A Minnesota boy, born with a rare facial deformity, can now eat steak and speak clearly after undergoing surgery in May.
Kaden Reierson, 5, was treated at the Medical City Dallas International Craniofacial Institute in Texas to correct a genetic condition known as cherubism, the Bemidji Pioneer newspaper reported.
The disorder is characterized by abnormal bone tissue in the lower part of the face. It’s called cherubism because the lower and upper jaws become enlarged as bone is replaced with painless cysts or tumors. As a result, these growths give the cheeks a swollen, rounded appearance and often interfere with normal tooth development, according to the National Institutes of Health.
While most people with this condition have few, or any, symptoms – some cases are severe enough to cause problems with vision, breathing, speech and swallowing, the NIH said on its Web site.
In Kaden’s case, the trouble started when he was 15-months-old when his mother noticed that the roof of his mouth was arched in a sharp peak.
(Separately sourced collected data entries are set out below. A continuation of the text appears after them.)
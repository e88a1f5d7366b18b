pub mod data_type;
pub mod sample;
pub mod tower;

pub use data_type::DataType;
pub use sample::SampleRecord;
pub use tower::Tower;
mod config;
mod pages;
mod views;

use crate::config::Config;
use crate::pages::{post_path, ListingBuilder, PostBuilder, PostView, LISTING_PATH};
use anyhow::Context;
use axum::{
    extract::{Path, Query, State},
    http::StatusCode,
    response::{Html, IntoResponse, Json, Response},
    routing::get,
    Router,
};
use maud::Markup;
use serde::Deserialize;
use spacetraveling_content::{ContentSource, Cursor, Page, PaginationState, PrismicClient};
use spacetraveling_isr::{
    GenerationConfig, GenerationError, GenerationManager, PrebuildReport, Render, StorageBackend,
};
use std::sync::Arc;
use tower_http::trace::TraceLayer;
use tracing::{info, warn};

/// Application state shared across handlers
#[derive(Clone)]
struct AppState {
    prismic: Arc<PrismicClient>,
    listing: GenerationManager<Page>,
    posts: GenerationManager<PostView>,
}

#[tokio::main]
async fn main() -> anyhow::Result<()> {
    dotenvy::dotenv().ok();
    tracing_subscriber::fmt::init();

    let config = Config::load_default().context("Failed to load config")?;
    config.validate()?;

    info!(
        "spacetraveling starting: endpoint {}, type '{}', page size {}",
        config.prismic.endpoint, config.prismic.document_type, config.prismic.page_size
    );

    let prismic = Arc::new(PrismicClient::new(
        &config.prismic.endpoint,
        config.prismic.access_token.clone(),
    )?);
    let source: Arc<dyn ContentSource> = prismic.clone();
    let generation = config.isr.to_runtime_config()?;
    let document_type = config.prismic.document_type.clone();

    let listing = GenerationManager::<Page>::new(
        scoped(&generation, "listing"),
        Arc::new(ListingBuilder::new(
            source.clone(),
            document_type.clone(),
            config.prismic.page_size,
        )),
    )
    .await
    .context("Failed to set up listing storage")?;

    let posts = GenerationManager::<PostView>::new(
        scoped(&generation, "posts"),
        Arc::new(PostBuilder::new(source.clone(), document_type.clone())),
    )
    .await
    .context("Failed to set up post storage")?;

    prebuild(source.as_ref(), &document_type, &listing, &posts).await;

    let state = AppState {
        prismic,
        listing,
        posts,
    };

    let addr = format!("{}:{}", config.server.host, config.server.port);
    let listener = tokio::net::TcpListener::bind(&addr)
        .await
        .with_context(|| format!("Failed to bind {addr}"))?;
    info!("Server running at http://{}", addr);
    axum::serve(listener, app(state)).await?;

    Ok(())
}

/// Give each manager its own directory when renders go to disk
fn scoped(config: &GenerationConfig, name: &str) -> GenerationConfig {
    let mut config = config.clone();
    if let StorageBackend::Filesystem(ref mut filesystem) = config.storage {
        filesystem.path = filesystem.path.join(name);
    }
    config
}

/// Build the listing and every post that exists right now. Posts published
/// later are generated on first request.
async fn prebuild(
    source: &dyn ContentSource,
    document_type: &str,
    listing: &GenerationManager<Page>,
    posts: &GenerationManager<PostView>,
) {
    log_report("listing", listing.prebuild([LISTING_PATH]).await);

    match source.list_known_identifiers(document_type).await {
        Ok(ids) => {
            let report = posts.prebuild(ids.iter().map(|id| post_path(id))).await;
            log_report("posts", report);
        }
        Err(err) => warn!(
            category = err.category(),
            "Could not list posts to prebuild: {}", err
        ),
    }
}

fn log_report(scope: &str, report: PrebuildReport) {
    info!(
        "Prebuilt {} {} page(s), {} not found",
        report.built, scope, report.not_found
    );
    for (path, err) in report.failed {
        warn!("Prebuilding {} failed: {}", path, err);
    }
}

fn app(state: AppState) -> Router {
    Router::new()
        .route("/", get(home_handler))
        .route("/posts/more", get(more_posts_handler))
        .route("/post/:slug", get(post_handler))
        .route("/health", get(health_handler))
        .layer(TraceLayer::new_for_http())
        .with_state(state)
}

fn page(markup: Markup) -> Response {
    Html(markup.into_string()).into_response()
}

fn respond<T>(
    path: &str,
    served: Result<Render<T>, GenerationError>,
    ready: impl FnOnce(&T) -> Markup,
) -> Response {
    match served {
        Ok(Render::Ready { content, .. }) => page(ready(&content)),
        Ok(Render::Pending) => page(views::loading()),
        Ok(Render::NotFound) => (StatusCode::NOT_FOUND, page(views::not_found())).into_response(),
        Err(err) => {
            warn!("Serving {} failed: {}", path, err);
            (StatusCode::SERVICE_UNAVAILABLE, page(views::unavailable())).into_response()
        }
    }
}

async fn home_handler(State(state): State<AppState>) -> Response {
    let served = state.listing.serve(LISTING_PATH).await;
    respond(LISTING_PATH, served, |listing| {
        views::home(&listing.entries, listing.next_cursor.as_ref())
    })
}

#[derive(Debug, Deserialize)]
struct MoreParams {
    cursor: String,
}

/// Next page of the listing as an HTMX fragment.
async fn more_posts_handler(
    State(state): State<AppState>,
    Query(params): Query<MoreParams>,
) -> Response {
    let cursor = Cursor::new(params.cursor);
    if !state.prismic.owns_cursor(&cursor) {
        warn!("Rejected cursor outside the content repository: {}", cursor);
        return (StatusCode::BAD_REQUEST, "invalid cursor").into_response();
    }

    let pending = PaginationState::initialize(Page::new(Vec::new(), Some(cursor.clone())));
    match pending.load_more(state.prismic.as_ref()).await {
        Ok(loaded) => page(views::more_posts(loaded.entries(), loaded.cursor())),
        Err(err) => {
            warn!(
                category = err.category(),
                "Loading more posts failed: {}", err
            );
            page(views::load_more_failed(&cursor))
        }
    }
}

async fn post_handler(State(state): State<AppState>, Path(slug): Path<String>) -> Response {
    let path = post_path(&slug);
    let served = state.posts.serve(&path).await;
    respond(&path, served, views::post)
}

async fn health_handler(State(state): State<AppState>) -> Json<serde_json::Value> {
    Json(serde_json::json!({
        "status": "ok",
        "listing": state.listing.stats().await,
        "posts": state.posts.stats().await,
    }))
}

#[cfg(test)]
mod tests {
    use super::*;
    use async_trait::async_trait;
    use axum::body::{to_bytes, Body};
    use axum::http::Request;
    use pretty_assertions::assert_eq;
    use spacetraveling_content::{Banner, Block, ContentError, Entry, RichTextSpan};
    use spacetraveling_isr::storage::memory::MemoryStorage;
    use spacetraveling_isr::{FallbackMode, ManualClock, PageBuilder};
    use tower::ServiceExt;

    const ENDPOINT: &str = "http://127.0.0.1:9/api/v2";

    fn entry(id: &str, title: &str) -> Entry {
        Entry {
            id: id.to_string(),
            published_at: None,
            title: title.to_string(),
            subtitle: "subtitle".to_string(),
            author: "Danilo Vieira".to_string(),
            banner: Banner::default(),
            content: vec![Block::new("Intro", vec![RichTextSpan::paragraph("Olá mundo")])],
        }
    }

    struct StaticSource {
        entries: Vec<Entry>,
    }

    #[async_trait]
    impl ContentSource for StaticSource {
        async fn query_by_type(
            &self,
            _type_name: &str,
            page_size: u32,
        ) -> spacetraveling_content::Result<Page> {
            let entries = self.entries.iter().take(page_size as usize).cloned().collect();
            Ok(Page::new(
                entries,
                Some(Cursor::new(format!("{ENDPOINT}/documents/search?page=2"))),
            ))
        }

        async fn get_by_identifier(
            &self,
            type_name: &str,
            id: &str,
        ) -> spacetraveling_content::Result<Entry> {
            self.entries
                .iter()
                .find(|entry| entry.id == id)
                .cloned()
                .ok_or_else(|| ContentError::not_found(type_name, id))
        }

        async fn list_known_identifiers(
            &self,
            _type_name: &str,
        ) -> spacetraveling_content::Result<Vec<String>> {
            Ok(self.entries.iter().map(|entry| entry.id.clone()).collect())
        }
    }

    fn manager<T, B>(builder: B) -> GenerationManager<T>
    where
        T: Clone + serde::Serialize + serde::de::DeserializeOwned + Send + Sync + 'static,
        B: PageBuilder<T> + 'static,
    {
        let config = GenerationConfig {
            fallback: FallbackMode::Blocking,
            ..Default::default()
        };
        GenerationManager::from_parts(
            config,
            Arc::new(MemoryStorage::new()),
            Arc::new(builder),
            Arc::new(ManualClock::default()),
        )
    }

    fn test_app() -> Router {
        let source: Arc<dyn ContentSource> = Arc::new(StaticSource {
            entries: vec![
                entry("como-utilizar-hooks", "Como utilizar Hooks"),
                entry("criando-um-app-cra-do-zero", "Criando um app CRA do zero"),
            ],
        });
        let state = AppState {
            prismic: Arc::new(PrismicClient::new(ENDPOINT, None).unwrap()),
            listing: manager(ListingBuilder::new(source.clone(), "posts".to_string(), 1)),
            posts: manager(PostBuilder::new(source, "posts".to_string())),
        };
        app(state)
    }

    async fn get(app: Router, uri: &str) -> (StatusCode, String) {
        let response = app
            .oneshot(Request::builder().uri(uri).body(Body::empty()).unwrap())
            .await
            .unwrap();
        let status = response.status();
        let body = to_bytes(response.into_body(), usize::MAX).await.unwrap();
        (status, String::from_utf8(body.to_vec()).unwrap())
    }

    #[tokio::test]
    async fn test_home_lists_first_page() {
        let (status, body) = get(test_app(), "/").await;
        assert_eq!(status, StatusCode::OK);
        assert!(body.contains("Como utilizar Hooks"));
        assert!(!body.contains("Criando um app CRA do zero"));
        assert!(body.contains("Carregar mais posts"));
    }

    #[tokio::test]
    async fn test_post_page_renders_post() {
        let (status, body) = get(test_app(), "/post/como-utilizar-hooks").await;
        assert_eq!(status, StatusCode::OK);
        assert!(body.contains("Como utilizar Hooks | spacetraveling"));
        assert!(body.contains("Olá mundo"));
        assert!(body.contains("0 min"));
    }

    #[tokio::test]
    async fn test_missing_post_is_404() {
        let (status, body) = get(test_app(), "/post/nao-existe").await;
        assert_eq!(status, StatusCode::NOT_FOUND);
        assert!(body.contains("Post não encontrado"));
    }

    #[tokio::test]
    async fn test_foreign_cursor_is_rejected() {
        let uri = format!(
            "/posts/more?cursor={}",
            urlencoding::encode("http://169.254.169.254/latest/meta-data")
        );
        let (status, _) = get(test_app(), &uri).await;
        assert_eq!(status, StatusCode::BAD_REQUEST);
    }

    #[tokio::test]
    async fn test_unreachable_source_keeps_load_more_button() {
        let cursor = format!("{ENDPOINT}/documents/search?page=2");
        let uri = format!("/posts/more?cursor={}", urlencoding::encode(&cursor));
        let (status, body) = get(test_app(), &uri).await;
        assert_eq!(status, StatusCode::OK);
        assert!(body.contains("Carregar mais posts"));
        assert!(body.contains(&urlencoding::encode(&cursor).into_owned()));
    }

    #[tokio::test]
    async fn test_health_reports_stats() {
        let (status, body) = get(test_app(), "/health").await;
        assert_eq!(status, StatusCode::OK);
        let health: serde_json::Value = serde_json::from_str(&body).unwrap();
        assert_eq!(health["status"], "ok");
        assert_eq!(health["posts"]["builds"], 0);
    }

    #[test]
    fn test_filesystem_storage_is_scoped_per_manager() {
        let config = GenerationConfig {
            storage: StorageBackend::Filesystem(Default::default()),
            ..Default::default()
        };
        match scoped(&config, "posts").storage {
            StorageBackend::Filesystem(filesystem) => {
                assert!(filesystem.path.ends_with("cache/posts"))
            }
            StorageBackend::Memory(_) => panic!("backend changed"),
        }
    }
}
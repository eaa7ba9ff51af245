// File: spacetraveling-content/src/source.rs
// Purpose: Narrow query interface to the content-management backend

use crate::error::Result;
use crate::model::{Entry, Page};
use async_trait::async_trait;

/// Query interface to the content backend.
#[async_trait]
pub trait ContentSource: Send + Sync {
    /// First page of every entry of `type_name`, `page_size` entries long.
    async fn query_by_type(&self, type_name: &str, page_size: u32) -> Result<Page>;

    /// One entry by its identifier. Fails with `NotFound` when it does not
    /// exist.
    async fn get_by_identifier(&self, type_name: &str, id: &str) -> Result<Entry>;

    /// Identifiers of every entry of `type_name` at the time of the call.
    async fn list_known_identifiers(&self, type_name: &str) -> Result<Vec<String>>;
}
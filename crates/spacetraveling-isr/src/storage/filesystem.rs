//! Filesystem storage backend

use crate::cache::CachedRender;
use crate::config::FilesystemConfig;
use crate::storage::Storage;
use anyhow::{Context, Result};
use async_trait::async_trait;
use serde::de::DeserializeOwned;
use serde::Serialize;
use std::marker::PhantomData;
use std::path::PathBuf;
use tokio::fs;
use walkdir::WalkDir;

const EXTENSION: &str = "json";

/// Filesystem storage backend
///
/// Stores each render as a JSON file on disk.
/// Persistent across restarts, suitable for single-instance deployments.
pub struct FilesystemStorage<T> {
    config: FilesystemConfig,
    _render: PhantomData<fn() -> T>,
}

impl<T> Clone for FilesystemStorage<T> {
    fn clone(&self) -> Self {
        Self {
            config: self.config.clone(),
            _render: PhantomData,
        }
    }
}

/// Encode a path as a file stem: ASCII letters, digits and `-` are kept,
/// every other byte becomes `_xx` (lowercase hex).
fn encode_key(key: &str) -> String {
    let mut encoded = String::with_capacity(key.len());
    for byte in key.bytes() {
        if byte.is_ascii_alphanumeric() || byte == b'-' {
            encoded.push(byte as char);
        } else {
            encoded.push_str(&format!("_{byte:02x}"));
        }
    }
    encoded
}

/// Stored renders only; staging files from an unfinished write are skipped.
fn is_render_file(entry: &walkdir::DirEntry) -> bool {
    entry.file_type().is_file()
        && entry.path().extension().and_then(|ext| ext.to_str()) == Some(EXTENSION)
}

fn decode_key(stem: &str) -> Option<String> {
    let mut bytes = Vec::with_capacity(stem.len());
    let mut chars = stem.bytes();
    while let Some(byte) = chars.next() {
        if byte == b'_' {
            let hex = [chars.next()?, chars.next()?];
            let hex = std::str::from_utf8(&hex).ok()?;
            bytes.push(u8::from_str_radix(hex, 16).ok()?);
        } else {
            bytes.push(byte);
        }
    }
    String::from_utf8(bytes).ok()
}

impl<T> FilesystemStorage<T> {
    /// Create a new filesystem storage backend
    pub async fn new(config: FilesystemConfig) -> Result<Self> {
        fs::create_dir_all(&config.path)
            .await
            .context("Failed to create cache directory")?;

        Ok(Self {
            config,
            _render: PhantomData,
        })
    }

    /// Get the file path for a content path
    fn key_to_path(&self, key: &str) -> PathBuf {
        self.config
            .path
            .join(format!("{}.{}", encode_key(key), EXTENSION))
    }

    /// Total size of the stored renders in bytes
    pub async fn total_size_bytes(&self) -> Result<u64> {
        let mut total = 0u64;

        for entry in WalkDir::new(&self.config.path)
            .into_iter()
            .filter_map(|e| e.ok())
        {
            if is_render_file(&entry) {
                if let Ok(metadata) = entry.metadata() {
                    total += metadata.len();
                }
            }
        }

        Ok(total)
    }

    /// Check if cache size exceeds maximum
    pub async fn is_over_limit(&self) -> Result<bool> {
        let total_bytes = self.total_size_bytes().await?;
        let max_bytes = self.config.max_size_mb * 1024 * 1024;

        Ok(total_bytes > max_bytes)
    }

    /// Evict least recently modified renders until under limit
    pub async fn evict_if_needed(&self) -> Result<()> {
        if !self.is_over_limit().await? {
            return Ok(());
        }

        let mut entries: Vec<(PathBuf, std::time::SystemTime)> = Vec::new();

        for entry in WalkDir::new(&self.config.path)
            .into_iter()
            .filter_map(|e| e.ok())
        {
            if is_render_file(&entry) {
                if let Some(modified) = entry.metadata().ok().and_then(|m| m.modified().ok()) {
                    entries.push((entry.path().to_path_buf(), modified));
                }
            }
        }

        entries.sort_by_key(|(_, time)| *time);

        for (path, _) in entries.iter() {
            tracing::debug!("Evicting {}", path.display());
            fs::remove_file(path).await.ok();

            if !self.is_over_limit().await? {
                break;
            }
        }

        Ok(())
    }
}

#[async_trait]
impl<T> Storage<T> for FilesystemStorage<T>
where
    T: Serialize + DeserializeOwned + Send + Sync + 'static,
{
    async fn get(&self, key: &str) -> Result<Option<CachedRender<T>>> {
        let path = self.key_to_path(key);

        if !fs::try_exists(&path).await.unwrap_or(false) {
            return Ok(None);
        }

        let content = fs::read_to_string(&path)
            .await
            .context("Failed to read cache file")?;

        let render: CachedRender<T> =
            serde_json::from_str(&content).context("Failed to deserialize cached render")?;

        Ok(Some(render))
    }

    async fn set(&self, key: &str, render: CachedRender<T>) -> Result<()> {
        let path = self.key_to_path(key);
        let staging = path.with_extension("tmp");

        let json = serde_json::to_string_pretty(&render).context("Failed to serialize render")?;

        // Rename is atomic, so readers never see a half-written file.
        fs::write(&staging, json)
            .await
            .context("Failed to write cache file")?;
        fs::rename(&staging, &path)
            .await
            .context("Failed to move cache file into place")?;

        self.evict_if_needed().await.ok();

        Ok(())
    }

    async fn delete(&self, key: &str) -> Result<()> {
        let path = self.key_to_path(key);

        if fs::try_exists(&path).await.unwrap_or(false) {
            fs::remove_file(&path)
                .await
                .context("Failed to delete cache file")?;
        }

        Ok(())
    }

    async fn clear(&self) -> Result<()> {
        let mut entries = fs::read_dir(&self.config.path)
            .await
            .context("Failed to read cache directory")?;

        while let Some(entry) = entries.next_entry().await? {
            let path = entry.path();

            if path.is_file() {
                fs::remove_file(&path).await.ok();
            }
        }

        Ok(())
    }

    async fn keys(&self) -> Result<Vec<String>> {
        let mut keys = Vec::new();
        let mut entries = fs::read_dir(&self.config.path)
            .await
            .context("Failed to read cache directory")?;

        while let Some(entry) = entries.next_entry().await? {
            let path = entry.path();

            if !path.is_file() || path.extension().and_then(|e| e.to_str()) != Some(EXTENSION) {
                continue;
            }

            if let Some(key) = path
                .file_stem()
                .and_then(|stem| stem.to_str())
                .and_then(decode_key)
            {
                keys.push(key);
            }
        }

        Ok(keys)
    }

    fn name(&self) -> &'static str {
        "filesystem"
    }
}
//! In-memory storage backend

use crate::cache::CachedRender;
use crate::config::MemoryConfig;
use crate::storage::Storage;
use anyhow::Result;
use async_trait::async_trait;
use std::collections::HashMap;
use std::sync::Arc;
use tokio::sync::RwLock;

/// In-memory storage backend
///
/// Stores renders in a HashMap behind a lock, at most `max_entries` of them.
/// Fast but non-persistent - renders are lost on restart.
pub struct MemoryStorage<T> {
    renders: Arc<RwLock<HashMap<String, CachedRender<T>>>>,
    max_entries: usize,
}

impl<T> MemoryStorage<T> {
    /// Create a new memory storage backend with the default cap
    pub fn new() -> Self {
        Self::with_config(MemoryConfig::default())
    }

    pub fn with_config(config: MemoryConfig) -> Self {
        Self {
            renders: Arc::new(RwLock::new(HashMap::new())),
            max_entries: config.max_entries.max(1),
        }
    }

    /// Number of stored renders
    pub async fn size(&self) -> usize {
        self.renders.read().await.len()
    }
}

impl<T> Clone for MemoryStorage<T> {
    fn clone(&self) -> Self {
        Self {
            renders: Arc::clone(&self.renders),
            max_entries: self.max_entries,
        }
    }
}

impl<T> Default for MemoryStorage<T> {
    fn default() -> Self {
        Self::new()
    }
}

#[async_trait]
impl<T> Storage<T> for MemoryStorage<T>
where
    T: Clone + Send + Sync + 'static,
{
    async fn get(&self, path: &str) -> Result<Option<CachedRender<T>>> {
        let renders = self.renders.read().await;
        Ok(renders.get(path).cloned())
    }

    async fn set(&self, path: &str, render: CachedRender<T>) -> Result<()> {
        let mut renders = self.renders.write().await;

        if !renders.contains_key(path) && renders.len() >= self.max_entries {
            // Not-found markers go first, then the oldest render.
            let victim = renders
                .iter()
                .min_by_key(|(_, cached)| (!cached.is_not_found(), cached.record.generated_at))
                .map(|(key, _)| key.clone());
            if let Some(victim) = victim {
                tracing::debug!("Evicting {} from memory storage", victim);
                renders.remove(&victim);
            }
        }

        renders.insert(path.to_string(), render);
        Ok(())
    }

    async fn delete(&self, path: &str) -> Result<()> {
        let mut renders = self.renders.write().await;
        renders.remove(path);
        Ok(())
    }

    async fn clear(&self) -> Result<()> {
        let mut renders = self.renders.write().await;
        renders.clear();
        Ok(())
    }

    async fn keys(&self) -> Result<Vec<String>> {
        let renders = self.renders.read().await;
        Ok(renders.keys().cloned().collect())
    }

    fn name(&self) -> &'static str {
        "memory"
    }
}

#[cfg(test)]
mod tests {
    use super::*;
    use crate::cache::{Generated, GenerationRecord, PageMetadata};
    use chrono::Utc;
    use std::time::Duration;

    fn render(path: &str, body: &str) -> CachedRender<String> {
        CachedRender::new(
            GenerationRecord::new(path, Utc::now(), Duration::from_secs(300)),
            Generated::Content(body.to_string()),
            PageMetadata::default(),
        )
    }

    #[tokio::test]
    async fn test_memory_storage_basic() {
        let storage = MemoryStorage::new();

        storage.set("/", render("/", "listing")).await.unwrap();

        let retrieved = storage.get("/").await.unwrap().unwrap();
        assert_eq!(retrieved.output, Generated::Content("listing".to_string()));
        assert!(storage.get("/post/missing").await.unwrap().is_none());

        storage.delete("/").await.unwrap();
        assert!(storage.get("/").await.unwrap().is_none());
        assert_eq!(storage.name(), "memory");
    }

    #[tokio::test]
    async fn test_set_replaces_whole_render() {
        let storage = MemoryStorage::new();

        storage.set("/", render("/", "v1")).await.unwrap();
        let mut newer = render("/", "v2");
        newer.metadata.regenerations = 2;
        storage.set("/", newer.clone()).await.unwrap();

        let retrieved = storage.get("/").await.unwrap().unwrap();
        assert_eq!(retrieved.output, newer.output);
        assert_eq!(retrieved.metadata.regenerations, 2);
        assert_eq!(storage.size().await, 1);
    }

    #[tokio::test]
    async fn test_cap_evicts_not_found_markers_before_content() {
        let storage = MemoryStorage::with_config(MemoryConfig { max_entries: 2 });

        storage.set("/", render("/", "listing")).await.unwrap();
        let mut marker = render("/post/gone", "");
        marker.output = Generated::NotFound;
        storage.set("/post/gone", marker).await.unwrap();
        storage.set("/post/a", render("/post/a", "a")).await.unwrap();

        assert_eq!(storage.size().await, 2);
        assert!(storage.get("/post/gone").await.unwrap().is_none());
        assert!(storage.get("/").await.unwrap().is_some());

        // Replacing an existing path never evicts.
        storage.set("/", render("/", "listing v2")).await.unwrap();
        assert!(storage.get("/post/a").await.unwrap().is_some());
    }

    #[tokio::test]
    async fn test_memory_storage_clear_and_keys() {
        let storage = MemoryStorage::new();

        storage.set("/", render("/", "listing")).await.unwrap();
        storage.set("/post/a", render("/post/a", "a")).await.unwrap();

        let keys = storage.keys().await.unwrap();
        assert_eq!(keys.len(), 2);
        assert!(keys.contains(&"/post/a".to_string()));

        storage.clear().await.unwrap();
        assert_eq!(storage.size().await, 0);
    }
}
Everything progressed from there, and the fibrous growths soon made it hard for Kaden to close his mouth, the newspaper reported.
Without the surgery, life would have been much different for Kaden. The cysts would have continued to grow until he would be unable to eat or breathe, according to the report.
As for his parents, they couldn’t be happier with the results.
“Better than ever expected,” Melissa Reierson told the newspaper.
“The other thing that’s so great is he’s breathing through his nose now,” Kaden’s father, Chad said. “It was pretty much apnea when he was sleeping.”
Kaden is expected to enter kindergarten next month.